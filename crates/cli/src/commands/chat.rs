//! `agentry chat` — Run one query and stream the answer to stdout.
//!
//! Tool activity goes to stderr. Ctrl-C stops the turn; the stream still
//! delivers its final `workflow_finished` event before the command exits.

use std::io::Write;

use agentry_agent::{EventPayload, RunStatus};
use agentry_config::AppConfig;
use agentry_core::turn::TurnRequest;
use tokio_stream::StreamExt;
use tracing::info;

/// Where a piece of rendered output goes.
#[derive(Debug, PartialEq)]
enum Output {
    Stdout(String),
    Stderr(String),
}

fn status_name(status: RunStatus) -> &'static str {
    match status {
        RunStatus::Running => "running",
        RunStatus::Succeeded => "succeeded",
        RunStatus::Failed => "failed",
        RunStatus::Stopped => "stopped",
    }
}

fn render(payload: &EventPayload) -> Option<Output> {
    match payload {
        EventPayload::Message { answer } => Some(Output::Stdout(answer.clone())),
        EventPayload::NodeStarted { data } => Some(Output::Stderr(format!("\n  [{}] running...", data.title))),
        EventPayload::NodeFinished { data } => {
            let mut line = format!(
                "  [{}] {} in {:.1}s",
                data.title,
                status_name(data.status),
                data.elapsed_time.unwrap_or_default()
            );
            if let Some(error) = &data.error {
                line.push_str(&format!(": {error}"));
            }
            Some(Output::Stderr(line))
        }
        EventPayload::WorkflowFinished { data } => match data.status {
            RunStatus::Stopped => Some(Output::Stderr("\n  [stopped]".into())),
            _ => Some(Output::Stdout("\n".into())),
        },
        EventPayload::Error { message } => Some(Output::Stderr(format!("\n  [Error] {message}"))),
        EventPayload::WorkflowStarted | EventPayload::MessageReplace { .. } => None,
    }
}

pub async fn run(
    message: String,
    agent: String,
    user: String,
    conversation: Option<String>,
) -> Result<(), Box<dyn std::error::Error>> {
    let config = AppConfig::load().map_err(|e| format!("Failed to load config: {e}"))?;

    if !config.has_api_key() {
        eprintln!();
        eprintln!("  ERROR: No API key configured!");
        eprintln!();
        eprintln!("  Set AGENTRY_API_KEY (or OPENAI_API_KEY), or add it to:");
        eprintln!("    {}", AppConfig::config_dir().join("config.toml").display());
        eprintln!();
        return Err("No API key found. See above for setup instructions.".into());
    }

    let engine = agentry_gateway::build_engine(config).await?;

    let mut request = TurnRequest::new(agent, user, message);
    request.conversation_id = conversation;
    let mut stream = engine.run_streaming(request).await?;

    let ctrl_c = tokio::signal::ctrl_c();
    tokio::pin!(ctrl_c);
    let mut stopping = false;
    let mut conversation_id = String::new();
    let mut failed = false;
    let mut stdout = std::io::stdout();

    loop {
        tokio::select! {
            event = stream.next() => {
                let Some(event) = event else { break };
                conversation_id.clone_from(&event.conversation_id);
                failed |= matches!(event.payload, EventPayload::Error { .. });
                match render(&event.payload) {
                    Some(Output::Stdout(text)) => {
                        print!("{text}");
                        stdout.flush()?;
                    }
                    Some(Output::Stderr(text)) => eprintln!("{text}"),
                    None => {}
                }
            }
            _ = &mut ctrl_c, if !stopping => {
                stopping = true;
                info!(message_id = %stream.context().message_id(), "Ctrl-C received, stopping turn");
                eprintln!("\n  Stopping...");
                stream.stop();
            }
        }
    }

    if !conversation_id.is_empty() {
        eprintln!("  conversation: {conversation_id}");
    }
    if failed {
        return Err("turn failed".into());
    }
    Ok(())
}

Task statement — Write the listing out again, word for word, in its entirety.

Exercise response —
filename crates/cli/src/commands/chat.rs
//! `agentry chat` — Run one query and stream the answer to stdout.
//!
//! Tool activity goes to stderr. Ctrl-C stops the turn; the stream still
//! delivers its final `workflow_finished` event before the command exits.

use std::io::Write;

use agentry_agent::{EventPayload, RunStatus};
use agentry_config::AppConfig;
use agentry_core::turn::TurnRequest;
use tokio_stream::StreamExt;
use tracing::info;

/// Where a piece of rendered output goes.
#[derive(Debug, PartialEq)]
enum Output {
    Stdout(String),
    Stderr(String),
}

fn status_name(status: RunStatus) -> &'static str {
    match status {
        RunStatus::Running => "running",
        RunStatus::Succeeded => "succeeded",
        RunStatus::Failed => "failed",
        RunStatus::Stopped => "stopped",
    }
}

fn render(payload: &EventPayload) -> Option<Output> {
    match payload {
        EventPayload::Message { answer } => Some(Output::Stdout(answer.clone())),
        EventPayload::NodeStarted { data } => Some(Output::Stderr(format!("\n  [{}] running...", data.title))),
        EventPayload::NodeFinished { data } => {
            let mut line = format!(
                "  [{}] {} in {:.1}s",
                data.title,
                status_name(data.status),
                data.elapsed_time.unwrap_or_default()
            );
            if let Some(error) = &data.error {
                line.push_str(&format!(": {error}"));
            }
            Some(Output::Stderr(line))
        }
        EventPayload::WorkflowFinished { data } => match data.status {
            RunStatus::Stopped => Some(Output::Stderr("\n  [stopped]".into())),
            _ => Some(Output::Stdout("\n".into())),
        },
        EventPayload::Error { message } => Some(Output::Stderr(format!("\n  [Error] {message}"))),
        EventPayload::WorkflowStarted | EventPayload::MessageReplace { .. } => None,
    }
}

pub async fn run(
    message: String,
    agent: String,
    user: String,
    conversation: Option<String>,
) -> Result<(), Box<dyn std::error::Error>> {
    let config = AppConfig::load().map_err(|e| format!("Failed to load config: {e}"))?;

    if !config.has_api_key() {
        eprintln!();
        eprintln!("  ERROR: No API key configured!");
        eprintln!();
        eprintln!("  Set AGENTRY_API_KEY (or OPENAI_API_KEY), or add it to:");
        eprintln!("    {}", AppConfig::config_dir().join("config.toml").display());
        eprintln!();
        return Err("No API key found. See above for setup instructions.".into());
    }

    let engine = agentry_gateway::build_engine(config).await?;

    let mut request = TurnRequest::new(agent, user, message);
    request.conversation_id = conversation;
    let mut stream = engine.run_streaming(request).await?;

    let ctrl_c = tokio::signal::ctrl_c();
    tokio::pin!(ctrl_c);
    let mut stopping = false;
    let mut conversation_id = String::new();
    let mut failed = false;
    let mut stdout = std::io::stdout();

    loop {
        tokio::select! {
            event = stream.next() => {
                let Some(event) = event else { break };
                conversation_id.clone_from(&event.conversation_id);
                failed |= matches!(event.payload, EventPayload::Error { .. });
                match render(&event.payload) {
                    Some(Output::Stdout(text)) => {
                        print!("{text}");
                        stdout.flush()?;
                    }
                    Some(Output::Stderr(text)) => eprintln!("{text}"),
                    None => {}
                }
            }
            _ = &mut ctrl_c, if !stopping => {
                stopping = true;
                info!(message_id = %stream.context().message_id(), "Ctrl-C received, stopping turn");
                eprintln!("\n  Stopping...");
                stream.stop();
            }
        }
    }

    if !conversation_id.is_empty() {
        eprintln!("  conversation: {conversation_id}");
    }
    if failed {
        return Err("turn failed".into());
    }
    Ok(())
}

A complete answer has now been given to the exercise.